**** THE INPUT ****

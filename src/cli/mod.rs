mod auth;
mod records;
mod sheets;
mod show;
mod tables;
mod workbooks;

use clap::{Parser, Subcommand};
use std::sync::Arc;
use zoho_sheet::error::Result;
use zoho_sheet::zoho::ReqwestTransport;
use zoho_sheet::{Config, SheetClient, TokenAuthority};

pub use auth::AuthAction;
pub use records::RecordsAction;
pub use sheets::SheetsAction;
pub use show::ShowResource;
pub use tables::TablesAction;
pub use workbooks::WorkbooksAction;

#[derive(Parser, Debug)]
#[command(name = "zoho-sheet")]
#[command(about = "Manage Zoho Sheet workbooks, worksheets and records", long_about = None)]
#[command(version)]
pub struct Cli {
    #[command(subcommand)]
    pub command: Commands,
}

impl Cli {
    pub async fn run(&self) -> Result<()> {
        match &self.command {
            Commands::Auth { action } => action.execute().await,
            Commands::Show { resource } => resource.execute().await,
            Commands::Workbooks { action } => action.execute(&connect()?).await,
            Commands::Sheets { action } => action.execute(&connect()?).await,
            Commands::Tables { action } => action.execute(&connect()?).await,
            Commands::Records { action } => action.execute(&connect()?).await,
        }
    }
}

#[derive(Subcommand, Debug)]
pub enum Commands {
    /// Authorize this client against a Zoho account
    Auth {
        #[command(subcommand)]
        action: AuthAction,
    },
    Show {
        #[command(subcommand)]
        resource: ShowResource,
    },
    Workbooks {
        #[command(subcommand)]
        action: WorkbooksAction,
    },
    /// Worksheets inside a workbook
    Sheets {
        #[command(subcommand)]
        action: SheetsAction,
    },
    Tables {
        #[command(subcommand)]
        action: TablesAction,
    },
    Records {
        #[command(subcommand)]
        action: RecordsAction,
    },
}

pub(crate) fn authority(config: Config) -> Result<Arc<TokenAuthority>> {
    let transport = Arc::new(ReqwestTransport::new()?);
    Ok(Arc::new(TokenAuthority::new(config.zoho, transport)))
}

fn connect() -> Result<SheetClient> {
    let config = Config::load()?;
    SheetClient::from_authority(authority(config)?)
}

****

- EXERCISE DETAILS:
In the records above, find each line holding "self" and copy it.

- WRITTEN RESPONSE:
    pub async fn run(&self) -> Result<()> {
        match &self.command {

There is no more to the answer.